The YotaPhone features a powerful Android based phone with LCD display on one side and EPD on the other, which is the user's personal space for receiving notifications, linking to social media, reading content-rich news or displaying favorite pictures. The two displays are linked together.
"This will be the first time that people will be able to personalize the information they want to receive on their phones in an effortless way," said Yota Devices CEO Vlad Martynov. "You tell YotaPhone what information you want and when you want it. It becomes your personal assistant reminding you of what's important to you. Today if you want to check your email, calendar or social media page, you have to pick up your phone, turn it on, open the application and only then can you receive the information. With YotaPhone, this information will appear on the electronic paper display effortlessly, continuously and updated in real time," Martynov explained.

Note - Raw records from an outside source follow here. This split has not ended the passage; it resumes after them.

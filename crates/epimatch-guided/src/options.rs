//! Configuration for guided epipolar matching.

use serde::{Deserialize, Serialize};

use crate::GuidedMatchingError;

/// Options for [`crate::GuidedEpipolarMatcher`].
///
/// # Example
///
/// ```
/// use epimatch_guided::GuidedMatcherOptions;
///
/// let opts = GuidedMatcherOptions {
///     lowes_ratio: 0.7,
///     ..Default::default()
/// };
/// assert!(opts.validate().is_ok());
/// assert_eq!(opts.guided_matching_max_distance_pixels, 2.0);
/// ```
#[derive(Debug, Clone, Copy, PartialEq, Serialize, Deserialize)]
#[serde(default)]
pub struct GuidedMatcherOptions {
    /// Features closer than this to the epipolar line are considered for
    /// matching, and accepted matches must satisfy it against the exact line.
    pub guided_matching_max_distance_pixels: f64,
    /// Keep a match only if the best descriptor distance is at most
    /// `lowes_ratio` times the second best.
    pub lowes_ratio: f64,
    /// Largest deviation, inside the feature bounding box, between a
    /// feature's own epipolar line and the line of the group it joins.
    pub epiline_group_tolerance_pixels: f64,
    /// Probe the 3x3 block of cells around the closest cell center instead
    /// of the closest cell only.
    pub search_neighbor_cells: bool,
    /// Retrieve and rank candidates for groups on the rayon thread pool.
    pub parallel: bool,
}

impl Default for GuidedMatcherOptions {
    fn default() -> Self {
        Self {
            guided_matching_max_distance_pixels: 2.0,
            lowes_ratio: 0.8,
            epiline_group_tolerance_pixels: 0.5,
            search_neighbor_cells: true,
            parallel: true,
        }
    }
}

impl GuidedMatcherOptions {
    /// Half-width of the strip searched around a group's line: the distance
    /// threshold plus the grouping tolerance.
    pub fn search_radius(&self) -> f64 {
        self.guided_matching_max_distance_pixels + self.epiline_group_tolerance_pixels
    }

    /// Check that thresholds are finite and consistent.
    pub fn validate(&self) -> Result<(), GuidedMatchingError> {
        let max_dist = self.guided_matching_max_distance_pixels;
        if !max_dist.is_finite() || max_dist <= 0.0 {
            return Err(GuidedMatchingError::InvalidOptions(format!(
                "guided_matching_max_distance_pixels must be positive, got {max_dist}"
            )));
        }
        if !self.lowes_ratio.is_finite() || self.lowes_ratio <= 0.0 || self.lowes_ratio > 1.0 {
            return Err(GuidedMatchingError::InvalidOptions(format!(
                "lowes_ratio must be in (0, 1], got {}",
                self.lowes_ratio
            )));
        }
        let tol = self.epiline_group_tolerance_pixels;
        if !tol.is_finite() || tol < 0.0 || tol > max_dist {
            return Err(GuidedMatchingError::InvalidOptions(format!(
                "epiline_group_tolerance_pixels must be in [0, {max_dist}], got {tol}"
            )));
        }
        Ok(())
    }
}
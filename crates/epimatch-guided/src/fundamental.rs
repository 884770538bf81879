//! Fundamental matrix from two posed cameras, and epipolar line helpers.
//!
//! `F` maps a homogeneous pixel `x1` of image 1 to the line `l2 = F x1` of
//! image 2, with `x2^T F x1 = 0` for corresponding pixels.

use epimatch_core::{skew_symmetric, to_homogeneous, Mat3, PosedCamera, Pt2, Real, Vec3};

use crate::GuidedMatchingError;

/// Baselines at or below this fraction of the scene scale count as zero.
const RELATIVE_BASELINE_EPS: Real = 1e-9;

/// Compute the fundamental matrix from calibrations and poses.
///
/// Uses `F = K2^{-T} [t]_x R K1^{-1}` where `(R, t)` is the pose of camera 1
/// expressed in camera 2 (`cam2_se3_cam1`). The result is scaled to unit
/// Frobenius norm.
pub fn fundamental_from_cameras<C: PosedCamera>(
    camera1: &C,
    camera2: &C,
) -> Result<Mat3, GuidedMatchingError> {
    let c1 = camera1.center();
    let c2 = camera2.center();
    let baseline = (c2 - c1).norm();
    let scale = 1.0 + c1.coords.norm().max(c2.coords.norm());
    if baseline <= RELATIVE_BASELINE_EPS * scale {
        return Err(GuidedMatchingError::ZeroBaseline { baseline });
    }

    let k1_inv = camera1
        .intrinsics_matrix()
        .try_inverse()
        .ok_or(GuidedMatchingError::SingularIntrinsics { camera: 1 })?;
    let k2_inv = camera2
        .intrinsics_matrix()
        .try_inverse()
        .ok_or(GuidedMatchingError::SingularIntrinsics { camera: 2 })?;

    let cam2_se3_cam1 = camera2.camera_se3_world() * camera1.camera_se3_world().inverse();
    let r = cam2_se3_cam1.rotation.to_rotation_matrix().into_inner();
    let t = cam2_se3_cam1.translation.vector;
    let essential = skew_symmetric(&t) * r;

    let f = k2_inv.transpose() * essential * k1_inv;
    let norm = f.norm();
    if !norm.is_finite() || norm < Real::EPSILON {
        return Err(GuidedMatchingError::IllConditioned { norm });
    }
    Ok(f / norm)
}

/// Epipolar line in image 2 induced by pixel `p1` of image 1.
pub fn epipolar_line(f: &Mat3, p1: &Pt2) -> Vec3 {
    f * to_homogeneous(p1)
}

/// Scale a line `(a, b, c)` so that `a^2 + b^2 = 1`.
///
/// Returns `None` for the line at infinity (the query point is the epipole).
pub fn normalize_line(line: &Vec3) -> Option<Vec3> {
    let n = line.x.hypot(line.y);
    if !n.is_finite() || n <= Real::EPSILON * line.z.abs().max(1.0) {
        return None;
    }
    Some(line / n)
}

/// Perpendicular pixel distance from `p` to the line `ax + by + c = 0`.
///
/// Degenerate lines are infinitely far from every point.
pub fn point_line_distance(line: &Vec3, p: &Pt2) -> Real {
    match normalize_line(line) {
        Some(l) => (l.x * p.x + l.y * p.y + l.z).abs(),
        None => Real::INFINITY,
    }
}

/// Distance in image 2 from `p2` to the epipolar line of `p1`.
pub fn epipolar_distance(f: &Mat3, p1: &Pt2, p2: &Pt2) -> Real {
    point_line_distance(&epipolar_line(f, p1), p2)
}

#[cfg(test)]
mod tests {
    use super::*;
    use epimatch_core::{synthetic::TwoViewScene, FxFyCxCySkew, Iso3, PinholeCamera, Pt3};
    use nalgebra::{Translation3, UnitQuaternion};

    fn k() -> FxFyCxCySkew<Real> {
        FxFyCxCySkew {
            fx: 800.0,
            fy: 790.0,
            cx: 640.0,
            cy: 360.0,
            skew: 0.0,
        }
    }

    #[test]
    fn corresponding_points_lie_on_epipolar_lines() {
        let scene = TwoViewScene::planar_grid(
            k(),
            5,
            4,
            0.25,
            4.0,
            Pt3::new(0.4, 0.05, -0.1),
            (0.01, -0.03, 0.02),
        )
        .expect("visible scene");
        let f = fundamental_from_cameras(&scene.camera1, &scene.camera2).unwrap();
        assert!((f.norm() - 1.0).abs() < 1e-12);
        assert!(f.determinant().abs() < 1e-9);

        for (p1, p2) in scene.pixels1.iter().zip(scene.pixels2.iter()) {
            let d = epipolar_distance(&f, p1, p2);
            assert!(d < 1e-6, "epipolar distance {d}");
        }
    }

    #[test]
    fn coincident_centers_are_degenerate() {
        let cam1 = PinholeCamera::new(k(), Iso3::identity());
        let rot = UnitQuaternion::from_euler_angles(0.0, 0.2, 0.0);
        let cam2 = PinholeCamera::new(k(), Iso3::from_parts(Translation3::identity(), rot));
        let err = fundamental_from_cameras(&cam1, &cam2).unwrap_err();
        assert!(matches!(err, GuidedMatchingError::ZeroBaseline { .. }));
    }

    #[test]
    fn singular_intrinsics_are_rejected() {
        let mut bad = k();
        bad.fx = 0.0;
        let cam1 = PinholeCamera::new(bad, Iso3::identity());
        let cam2 = epimatch_core::synthetic::camera_at(
            k(),
            UnitQuaternion::identity(),
            Pt3::new(1.0, 0.0, 0.0),
        );
        let err = fundamental_from_cameras(&cam1, &cam2).unwrap_err();
        assert_eq!(err, GuidedMatchingError::SingularIntrinsics { camera: 1 });
    }

    #[test]
    fn line_distance_is_perpendicular() {
        // 3x + 4y - 10 = 0 scaled arbitrarily.
        let line = Vec3::new(6.0, 8.0, -20.0);
        let d = point_line_distance(&line, &Pt2::new(0.0, 0.0));
        assert!((d - 2.0).abs() < 1e-12);
        let on = point_line_distance(&line, &Pt2::new(2.0, 1.0));
        assert!(on < 1e-12);
        assert!(normalize_line(&Vec3::new(0.0, 0.0, 1.0)).is_none());
        assert_eq!(
            point_line_distance(&Vec3::new(0.0, 0.0, 1.0), &Pt2::origin()),
            Real::INFINITY
        );
    }
}
//! Grouping of image-1 features whose epipolar lines nearly coincide.
//!
//! Lines are compared through their unit normal angle `theta` and their
//! signed offset `rho` from the center of the search box. For two lines the
//! largest separation anywhere inside a box of half-diagonal `R` is bounded
//! by `2 sin(|dtheta| / 2) * R + |drho|`; features join a group only while
//! that bound stays within the grouping tolerance.

use std::f64::consts::PI;

use epimatch_core::{Mat3, Pt2, Real, Vec3};
use log::trace;

use crate::{epipolar_line, normalize_line, BoundingBox};

/// Features of image 1 sharing one (approximate) epipolar line in image 2.
#[derive(Debug, Clone, PartialEq)]
pub struct EpilineGroup {
    /// Feature whose exact line represents the group.
    pub representative: usize,
    /// Representative line with unit normal (`a^2 + b^2 = 1`).
    pub line: Vec3,
    /// Representative line clipped to the search box; `None` until
    /// intersected, or if the line misses the box.
    pub endpoints: Option<[Pt2; 2]>,
    /// Member feature indices of image 1, ascending.
    pub features: Vec<usize>,
}

/// Normal form of a line used for sorting and comparison.
#[derive(Debug, Clone, Copy)]
struct LineKey {
    theta: Real,
    rho: Real,
}

impl LineKey {
    fn new(line: &Vec3, center: &Pt2) -> Self {
        Self {
            theta: line.y.atan2(line.x),
            rho: line.x * center.x + line.y * center.y + line.z,
        }
    }

    /// Upper bound on the separation of the two lines inside the box.
    fn separation(&self, other: &LineKey, half_diagonal: Real) -> Real {
        let dtheta = (self.theta - other.theta).abs();
        2.0 * (0.5 * dtheta).sin() * half_diagonal + (self.rho - other.rho).abs()
    }
}

/// Flip a unit-normal line so its normal points into the half-plane
/// `a > 0` (or `a == 0, b > 0`), making `theta` lie in `(-pi/2, pi/2]`.
fn canonical_line(line: Vec3) -> Vec3 {
    if line.x < 0.0 || (line.x == 0.0 && line.y < 0.0) {
        -line
    } else {
        line
    }
}

/// Compute the epipolar line of every listed image-1 feature and cluster
/// lines whose separation inside `bbox` is at most `tolerance` pixels.
///
/// Features sitting on the epipole have no line and are left out. Groups are
/// returned in ascending order of their lowest member index.
pub fn group_epipolar_lines(
    f: &Mat3,
    keypoints1: &[Pt2],
    unmatched1: &[usize],
    bbox: &BoundingBox,
    tolerance: Real,
) -> Vec<EpilineGroup> {
    let center = bbox.center();
    let half_diagonal = bbox.half_diagonal();

    let mut entries: Vec<(usize, Vec3, LineKey)> = unmatched1
        .iter()
        .filter_map(|&idx| {
            let Some(line) = normalize_line(&epipolar_line(f, &keypoints1[idx])) else {
                trace!("feature {idx} lies on the epipole; no epipolar line");
                return None;
            };
            let line = canonical_line(line);
            Some((idx, line, LineKey::new(&line, &center)))
        })
        .collect();
    entries.sort_by(|a, b| {
        a.2.theta
            .total_cmp(&b.2.theta)
            .then(a.2.rho.total_cmp(&b.2.rho))
            .then(a.0.cmp(&b.0))
    });

    // Groups are created in ascending theta, so those too far behind in
    // angle can never accept a later line.
    let theta_window = if half_diagonal > 0.0 {
        2.0 * (tolerance / (2.0 * half_diagonal)).min(1.0).asin()
    } else {
        PI
    };

    let mut groups: Vec<(LineKey, EpilineGroup)> = Vec::new();
    let mut window_start = 0;
    for (idx, line, key) in entries {
        while window_start < groups.len() && groups[window_start].0.theta < key.theta - theta_window
        {
            window_start += 1;
        }
        let joined = groups[window_start..]
            .iter_mut()
            .find(|(rep, _)| rep.separation(&key, half_diagonal) <= tolerance);
        match joined {
            Some((_, group)) => group.features.push(idx),
            None => groups.push((
                key,
                EpilineGroup {
                    representative: idx,
                    line,
                    endpoints: None,
                    features: vec![idx],
                },
            )),
        }
    }

    let mut groups: Vec<EpilineGroup> = groups
        .into_iter()
        .map(|(_, mut group)| {
            group.features.sort_unstable();
            group
        })
        .collect();
    groups.sort_by_key(|g| g.features[0]);
    groups
}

The two displays have different functions and different purposes. The dual screen phone lets users watch videos, play games and perform other functions best suited on the LCD, but adds an electronic paper display for content that requires longer reading time, like reading a book or magazine. It also keeps important information visible without draining the battery. Boarding passes, maps, tickets and other important information are displayed even if the battery dies.
Yota Devices has been working on YotaPhone for more than two years. The first model was shown to then Russian President Dmitry Medvedev in September 2010 at a meeting on the country's modernization program. The company has filed a number of patents, copyrights and design rights associated with the phone.
YotaPhone will be available for sale worldwide in the second half of 2013. It is a multi-band, LTE phone that will work anywhere in the world.